イブの夜、キレ気味で職場に電話をかけてきたのは、夫。

それもそのはず、朝5時半の地下鉄に乗って家を出た妻が21時を過ぎても帰って来ないのですから・・。

私がパン屋で働いていた10年前の話ですが、昨日の新聞に目を疑いたくなるような記事が載っていました。

人気洋菓子店の違法残業労働。

記事によると、従業員の話として、出退勤時刻を管理するLINEのグループチャットには、クリスマス前の勤務が「午前4時から21時」という日もあったそう。何も変わってない。

クリスマスイブのケーキ屋さんの忙しさは狂気の沙汰だと聞いたことがあります。

ケーキ屋さんとまではいかなくても、朝から晩までバゲットが飛ぶように売れるパン屋も超忙しく、スタッフみんなで夜まで残業していました。

 

あるスタッフは、早朝わたしが出勤すると、通路に積み上げられた25キロの小麦粉袋を枕にして寝ていました。

また、あるスタッフは、突然無断欠勤をし、それ以降は携帯も繋がらず、行方が分からなくなりました。

夢を抱いて入社した若い社員が、心と体を病んでいったのを間近で見てきました。

独身の人や、脱サラ一家の大黒柱父さん的な人は、時間外労働の標的だったように思います。私は当時、結婚していましたし、女だし、パートだったので、大目に見てもらえました。「お先に・・。ごめんなさい!」と言って後ろ髪引かれながら帰宅していました。

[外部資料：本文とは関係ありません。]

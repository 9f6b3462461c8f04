//! Relay pool behavior against a fake relay server
//!
//! The fake relay speaks the real wire protocol: it accepts
//! CreateRelayLink, stamps `relay_from` on forwarded datagrams, routes
//! them by destination, and (optionally) echoes heartbeats.

use std::net::SocketAddr;
use std::sync::Arc;
use std::sync::atomic::{AtomicUsize, Ordering};
use std::time::Duration;

use dashmap::DashMap;
use tokio::net::{TcpListener, TcpStream};
use tokio::sync::mpsc;
use tokio_util::sync::CancellationToken;

use lanmesh_core::{
    LinkConfig, LinkFrame, LinkStatus, OverlayMessage, OverlayPacket, PeerId, PeerLink,
    RelayConfig, RoomId, RoomInfo, StaticRoomInfo,
};
use lanmesh_link::tcp::{read_frame, write_frame};
use lanmesh_link::{RelayConnection, RelayPool};

fn peer(b: u8) -> PeerId {
    PeerId::from_bytes([b; 16])
}

fn fast_relay_config() -> RelayConfig {
    RelayConfig {
        jitter_min_ms: 1,
        jitter_max_ms: 2,
        ..Default::default()
    }
}

fn room() -> Arc<dyn RoomInfo> {
    Arc::new(StaticRoomInfo::new(RoomId::random()))
}

async fn spawn_fake_relay(echo_heartbeats: bool) -> (SocketAddr, Arc<AtomicUsize>) {
    let listener = TcpListener::bind("127.0.0.1:0").await.unwrap();
    let addr = listener.local_addr().unwrap();
    let dials = Arc::new(AtomicUsize::new(0));
    let clients: Arc<DashMap<PeerId, mpsc::Sender<LinkFrame>>> = Arc::new(DashMap::new());

    let dial_counter = dials.clone();
    tokio::spawn(async move {
        loop {
            let Ok((stream, _)) = listener.accept().await else {
                break;
            };
            dial_counter.fetch_add(1, Ordering::SeqCst);
            tokio::spawn(serve_relay_client(stream, clients.clone(), echo_heartbeats));
        }
    });

    (addr, dials)
}

async fn serve_relay_client(
    stream: TcpStream,
    clients: Arc<DashMap<PeerId, mpsc::Sender<LinkFrame>>>,
    echo_heartbeats: bool,
) {
    let (mut reader, mut writer) = stream.into_split();

    let user = match read_frame(&mut reader).await {
        Ok(LinkFrame::CreateRelayLink { user_id, .. }) => user_id,
        _ => return,
    };
    if write_frame(&mut writer, &LinkFrame::RelayLinkCreated { accepted: true })
        .await
        .is_err()
    {
        return;
    }

    let (tx, mut rx) = mpsc::channel::<LinkFrame>(256);
    clients.insert(user, tx);

    tokio::spawn(async move {
        while let Some(frame) = rx.recv().await {
            if write_frame(&mut writer, &frame).await.is_err() {
                break;
            }
        }
    });

    while let Ok(frame) = read_frame(&mut reader).await {
        match frame {
            LinkFrame::Datagram(mut datagram) => {
                datagram.relay_from = Some(user);
                let out = clients.get(&datagram.destination).map(|t| t.clone());
                if let Some(out) = out {
                    let _ = out.send(LinkFrame::Datagram(datagram)).await;
                }
            }
            LinkFrame::HeartBeat => {
                if echo_heartbeats {
                    let out = clients.get(&user).map(|t| t.clone());
                    if let Some(out) = out {
                        let _ = out.send(LinkFrame::HeartBeat).await;
                    }
                }
            }
            _ => {}
        }
    }
    clients.remove(&user);
}

#[tokio::test]
async fn test_one_dial_shared_across_connections() {
    let (relay, dials) = spawn_fake_relay(true).await;
    let cfg = fast_relay_config();

    let pool_a = RelayPool::new(peer(1), room(), cfg.clone(), CancellationToken::new());
    let pool_b = RelayPool::new(peer(2), room(), cfg.clone(), CancellationToken::new());
    let pool_c = RelayPool::new(peer(3), room(), cfg.clone(), CancellationToken::new());

    let a_to_b = RelayConnection::new(peer(1), peer(2), relay, pool_a.clone(), LinkConfig::default());
    let a_to_c = RelayConnection::new(peer(1), peer(3), relay, pool_a.clone(), LinkConfig::default());
    let b_to_a = RelayConnection::new(peer(2), peer(1), relay, pool_b, LinkConfig::default());
    let c_to_a = RelayConnection::new(peer(3), peer(1), relay, pool_c, LinkConfig::default());

    let (up_ab, up_ba) = tokio::join!(a_to_b.connect(), b_to_a.connect());
    assert!(up_ab && up_ba);
    let (up_ac, up_ca) = tokio::join!(a_to_c.connect(), c_to_a.connect());
    assert!(up_ac && up_ca);

    // Two logical connections on host A share one relay dial
    assert_eq!(pool_a.ref_count(relay).await, 2);
    assert_eq!(dials.load(Ordering::SeqCst), 3);

    // First release keeps the shared session alive
    a_to_b.disconnect().await;
    assert_eq!(pool_a.ref_count(relay).await, 1);
    assert!(pool_a.contains(relay));
    assert_eq!(a_to_c.status(), LinkStatus::Connected);

    // Last release closes and evicts it
    a_to_c.disconnect().await;
    assert_eq!(pool_a.ref_count(relay).await, 0);
    assert!(!pool_a.contains(relay));
}

#[tokio::test]
async fn test_relay_demux_keeps_streams_apart() {
    let (relay, _dials) = spawn_fake_relay(true).await;
    let cfg = fast_relay_config();

    let pool_a = RelayPool::new(peer(1), room(), cfg.clone(), CancellationToken::new());
    let pool_b = RelayPool::new(peer(2), room(), cfg.clone(), CancellationToken::new());
    let pool_c = RelayPool::new(peer(3), room(), cfg.clone(), CancellationToken::new());

    let a_to_b = RelayConnection::new(peer(1), peer(2), relay, pool_a.clone(), LinkConfig::default());
    let a_to_c = RelayConnection::new(peer(1), peer(3), relay, pool_a.clone(), LinkConfig::default());
    let b_to_a = RelayConnection::new(peer(2), peer(1), relay, pool_b, LinkConfig::default());
    let c_to_a = RelayConnection::new(peer(3), peer(1), relay, pool_c, LinkConfig::default());

    let (up_ab, up_ba) = tokio::join!(a_to_b.connect(), b_to_a.connect());
    assert!(up_ab && up_ba);
    let (up_ac, up_ca) = tokio::join!(a_to_c.connect(), c_to_a.connect());
    assert!(up_ac && up_ca);

    let (sink_b, mut from_b) = mpsc::channel(16);
    let (sink_c, mut from_c) = mpsc::channel(16);
    a_to_b.install_sink(sink_b);
    a_to_c.install_sink(sink_c);

    let msg = OverlayMessage::Packet(OverlayPacket {
        from: peer(2),
        to: peer(1),
        ttl: 32,
        payload: bytes::Bytes::from_static(b"via relay"),
    });
    b_to_a.send(&msg).await.unwrap();

    // The datagram reaches the logical connection for B and no other
    let inbound = tokio::time::timeout(Duration::from_secs(2), from_b.recv())
        .await
        .expect("nothing arrived from B")
        .unwrap();
    assert_eq!(inbound.peer, peer(2));

    let stray = tokio::time::timeout(Duration::from_millis(200), from_c.recv()).await;
    assert!(stray.is_err(), "datagram leaked to the wrong connection");

    // Both logical links share one underlying session identity
    assert_eq!(a_to_b.session_id(), a_to_c.session_id());
}

#[tokio::test]
async fn test_silent_relay_fails_liveness() {
    let (relay, _dials) = spawn_fake_relay(false).await;
    let cfg = RelayConfig {
        heartbeat_interval: Duration::from_millis(50),
        liveness_timeout: Duration::from_millis(150),
        ..fast_relay_config()
    };

    let pool_a = RelayPool::new(peer(1), room(), cfg.clone(), CancellationToken::new());
    let pool_b = RelayPool::new(peer(2), room(), cfg, CancellationToken::new());

    let a_to_b = RelayConnection::new(peer(1), peer(2), relay, pool_a.clone(), LinkConfig::default());
    let b_to_a = RelayConnection::new(peer(2), peer(1), relay, pool_b, LinkConfig::default());

    let (up_ab, up_ba) = tokio::join!(a_to_b.connect(), b_to_a.connect());
    assert!(up_ab && up_ba);
    assert!(pool_a.contains(relay));

    // No inbound heartbeats: the liveness probe tears the session down
    tokio::time::timeout(Duration::from_secs(3), async {
        loop {
            if !pool_a.contains(relay) && a_to_b.status() == LinkStatus::Disconnected {
                return;
            }
            tokio::time::sleep(Duration::from_millis(25)).await;
        }
    })
    .await
    .expect("silent relay session was never torn down");
}
//! Link-state store and next-hop computation
//!
//! The [`RouteTable`] keeps the most recent [`LinkState`] per source and
//! eagerly recomputes the next-hop map on every accepted update: a
//! single-source shortest-path relaxation over the union of stored link
//! states, rooted at the local peer. Edges carrying the unreachable cost
//! are excluded, equal-cost paths resolve to the lower next-hop id, and
//! a destination with a live direct link always routes directly.
//!
//! Writers are serialized by the table lock; readers get a consistent
//! snapshot and never observe a partially-relaxed graph.

use std::cmp::Reverse;
use std::collections::{BinaryHeap, HashMap};
use std::sync::RwLock;

use tracing::trace;

use lanmesh_core::{COST_UNREACHABLE, LinkState, PeerId};

#[derive(Default)]
struct TableState {
    states: HashMap<PeerId, LinkState>,
    next_hops: HashMap<PeerId, PeerId>,
    seeded: HashMap<PeerId, PeerId>,
}

/// Route table of one overlay host
pub struct RouteTable {
    local: PeerId,
    inner: RwLock<TableState>,
}

impl RouteTable {
    /// Create an empty table rooted at the local peer
    pub fn new(local: PeerId) -> Self {
        Self {
            local,
            inner: RwLock::new(TableState::default()),
        }
    }

    /// The local peer the table is rooted at
    pub fn local(&self) -> PeerId {
        self.local
    }

    /// Apply a link-state advertisement
    ///
    /// Replaces the stored entry when the advertisement is newer than
    /// what we hold for its source (or the source is new), then
    /// recomputes every next hop. Returns whether the advertisement was
    /// accepted; stale arrivals are discarded.
    pub fn update(&self, state: LinkState) -> bool {
        let mut inner = self.inner.write().expect("route table poisoned");
        if let Some(stored) = inner.states.get(&state.source) {
            if stored.timestamp >= state.timestamp {
                return false;
            }
        }
        trace!(source = %state.source.short_id(), timestamp = state.timestamp, "Link state accepted");
        inner.states.insert(state.source, state);
        Self::recompute(&mut inner, self.local);
        true
    }

    /// The local peer's own stored link state, if one was applied
    pub fn self_link_state(&self) -> Option<LinkState> {
        self.inner
            .read()
            .expect("route table poisoned")
            .states
            .get(&self.local)
            .cloned()
    }

    /// Next hop for a destination, or `None` when no path is known
    pub fn forward_interface(&self, dest: &PeerId) -> Option<PeerId> {
        let inner = self.inner.read().expect("route table poisoned");
        inner
            .next_hops
            .get(dest)
            .or_else(|| inner.seeded.get(dest))
            .copied()
    }

    /// Seed a next hop before any link state names the destination
    ///
    /// Used at direct-peer discovery so the new peer is routable ahead
    /// of the first sweep. A seed is dropped once the computed map
    /// covers the destination, or via [`RouteTable::remove_seed`].
    pub fn force_add(&self, dest: PeerId, via: PeerId) {
        let mut inner = self.inner.write().expect("route table poisoned");
        if inner.next_hops.contains_key(&dest) || inner.seeded.contains_key(&dest) {
            return;
        }
        inner.seeded.insert(dest, via);
    }

    /// Drop the seeded next hop of a destination
    pub fn remove_seed(&self, dest: &PeerId) {
        self.inner
            .write()
            .expect("route table poisoned")
            .seeded
            .remove(dest);
    }

    /// Number of stored link states
    pub fn len(&self) -> usize {
        self.inner.read().expect("route table poisoned").states.len()
    }

    /// Whether no link state is stored
    pub fn is_empty(&self) -> bool {
        self.len() == 0
    }

    fn recompute(inner: &mut TableState, local: PeerId) {
        let mut adjacency: HashMap<PeerId, Vec<(PeerId, u32)>> = HashMap::new();
        for state in inner.states.values() {
            let edges = adjacency.entry(state.source).or_default();
            for (interface, cost) in state.interfaces.iter().zip(&state.costs) {
                if *cost != COST_UNREACHABLE {
                    edges.push((*interface, *cost));
                }
            }
        }

        let mut dist: HashMap<PeerId, u64> = HashMap::new();
        let mut first_hop: HashMap<PeerId, PeerId> = HashMap::new();
        let mut heap: BinaryHeap<Reverse<(u64, PeerId)>> = BinaryHeap::new();
        dist.insert(local, 0);
        heap.push(Reverse((0, local)));

        while let Some(Reverse((d, node))) = heap.pop() {
            if d > dist.get(&node).copied().unwrap_or(u64::MAX) {
                continue;
            }
            let Some(edges) = adjacency.get(&node) else {
                continue;
            };
            for (neighbor, cost) in edges {
                let candidate = d + *cost as u64;
                let hop = if node == local {
                    *neighbor
                } else {
                    first_hop[&node]
                };
                let better = match dist.get(neighbor) {
                    None => true,
                    Some(&current) => {
                        candidate < current
                            || (candidate == current
                                && first_hop.get(neighbor).map(|h| hop < *h).unwrap_or(true))
                    }
                };
                if better {
                    dist.insert(*neighbor, candidate);
                    first_hop.insert(*neighbor, hop);
                    heap.push(Reverse((candidate, *neighbor)));
                }
            }
        }

        first_hop.remove(&local);

        // A live direct link always wins over a computed detour
        if let Some(self_state) = inner.states.get(&local) {
            for (interface, cost) in self_state.interfaces.iter().zip(&self_state.costs) {
                if *cost != COST_UNREACHABLE {
                    first_hop.insert(*interface, *interface);
                }
            }
        }

        inner.seeded.retain(|dest, _| !first_hop.contains_key(dest));
        inner.next_hops = first_hop;
    }
}

#[cfg(test)]
mod tests {
    use super::*;

    fn peer(b: u8) -> PeerId {
        PeerId::from_bytes([b; 16])
    }

    fn state(source: u8, timestamp: i64, links: &[(u8, u32)]) -> LinkState {
        LinkState {
            source: peer(source),
            timestamp,
            interfaces: links.iter().map(|(p, _)| peer(*p)).collect(),
            costs: links.iter().map(|(_, c)| *c).collect(),
        }
    }

    #[test]
    fn test_direct_peer_routes_to_itself() {
        let table = RouteTable::new(peer(1));
        assert!(table.update(state(1, 100, &[(2, 12)])));
        assert_eq!(table.forward_interface(&peer(2)), Some(peer(2)));
    }

    #[test]
    fn test_stale_update_is_discarded() {
        let table = RouteTable::new(peer(1));
        assert!(table.update(state(1, 100, &[(2, 12)])));
        assert!(!table.update(state(1, 100, &[(2, 99)])));
        assert!(!table.update(state(1, 50, &[(2, 99)])));

        // The original advertisement still governs
        let stored = table.self_link_state().unwrap();
        assert_eq!(stored.cost_to(&peer(2)), Some(12));
    }

    #[test]
    fn test_two_hop_route() {
        // 1 -- 2 -- 3
        let table = RouteTable::new(peer(1));
        table.update(state(1, 100, &[(2, 5)]));
        table.update(state(2, 100, &[(1, 5), (3, 7)]));

        assert_eq!(table.forward_interface(&peer(3)), Some(peer(2)));
        assert_eq!(table.forward_interface(&peer(9)), None);
    }

    #[test]
    fn test_unreachable_cost_excludes_edge() {
        let table = RouteTable::new(peer(1));
        table.update(state(1, 100, &[(2, 5)]));
        table.update(state(2, 100, &[(1, 5), (3, COST_UNREACHABLE)]));

        assert_eq!(table.forward_interface(&peer(3)), None);
    }

    #[test]
    fn test_cheaper_path_wins() {
        // 1 -> 2 -> 4 costs 2; 1 -> 3 -> 4 costs 30
        let table = RouteTable::new(peer(1));
        table.update(state(1, 100, &[(2, 1), (3, 10)]));
        table.update(state(2, 100, &[(4, 1)]));
        table.update(state(3, 100, &[(4, 20)]));

        assert_eq!(table.forward_interface(&peer(4)), Some(peer(2)));
    }

    #[test]
    fn test_equal_cost_tie_breaks_to_lower_id() {
        // Diamond: both paths to 4 cost 2
        let table = RouteTable::new(peer(1));
        table.update(state(1, 100, &[(2, 1), (3, 1)]));
        table.update(state(2, 100, &[(4, 1)]));
        table.update(state(3, 100, &[(4, 1)]));

        assert_eq!(table.forward_interface(&peer(4)), Some(peer(2)));
    }

    #[test]
    fn test_direct_link_wins_over_detour() {
        // Direct 1-3 costs 50; detour through 2 costs 2. The direct link
        // still routes directly.
        let table = RouteTable::new(peer(1));
        table.update(state(1, 100, &[(2, 1), (3, 50)]));
        table.update(state(2, 100, &[(3, 1)]));

        assert_eq!(table.forward_interface(&peer(3)), Some(peer(3)));
    }

    #[test]
    fn test_replay_is_idempotent() {
        let table = RouteTable::new(peer(1));
        table.update(state(1, 100, &[(2, 5)]));
        table.update(state(2, 100, &[(1, 5), (3, 7)]));

        let before: Vec<_> = [2, 3, 9]
            .iter()
            .map(|b| table.forward_interface(&peer(*b)))
            .collect();

        // Replaying the same advertisement changes nothing
        assert!(!table.update(state(2, 100, &[(1, 5), (3, 7)])));
        let after: Vec<_> = [2, 3, 9]
            .iter()
            .map(|b| table.forward_interface(&peer(*b)))
            .collect();

        assert_eq!(before, after);
    }

    #[test]
    fn test_seed_before_any_link_state() {
        let table = RouteTable::new(peer(1));

        table.force_add(peer(2), peer(2));
        assert_eq!(table.forward_interface(&peer(2)), Some(peer(2)));

        // The computed map takes over once the graph knows the peer
        table.update(state(1, 100, &[(2, 12)]));
        assert_eq!(table.forward_interface(&peer(2)), Some(peer(2)));

        // Marking the link down removes the route entirely; the old seed
        // must not resurrect it
        let mut down = state(1, 200, &[(2, 12)]);
        down.set_cost(&peer(2), COST_UNREACHABLE);
        table.remove_seed(&peer(2));
        table.update(down);
        assert_eq!(table.forward_interface(&peer(2)), None);
    }

    #[test]
    fn test_seed_does_not_override_existing_route() {
        let table = RouteTable::new(peer(1));
        table.update(state(1, 100, &[(2, 5)]));
        table.update(state(2, 100, &[(1, 5), (3, 7)]));

        table.force_add(peer(3), peer(9));
        assert_eq!(table.forward_interface(&peer(3)), Some(peer(2)));
    }

    #[test]
    fn test_timestamp_monotonicity() {
        let table = RouteTable::new(peer(1));
        let timestamps = [10, 5, 20, 20, 15, 30];
        let mut applied = Vec::new();
        for ts in timestamps {
            if table.update(state(2, ts, &[(1, 1)])) {
                applied.push(ts);
            }
        }
        // Accepted timestamps are strictly increasing
        assert_eq!(applied, vec![10, 20, 30]);
    }
}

でも、長時間労働が行き詰まって工房の雰囲気が悪くなったとき、「パン製造組、今日は7時には帰るぞー!」とか、K-POPアイドルの曲やラップを大音量で流す先輩たちがいて、パンをチームで作る楽しさを忘れなかったのは救いでした。

 

雇用主のみなさん、今年のクリスマスは、ケーキ及びパン職人とその見習いさんたちに、すこしのクリスマスを!

そして、職場環境に音楽を。

・・と綴りながら、休日返上でシュトーレンを仕込む、ひとりパン屋です。

BGMはBACK NUMBERで「クリスマスソング」(笑)ほんとだよ。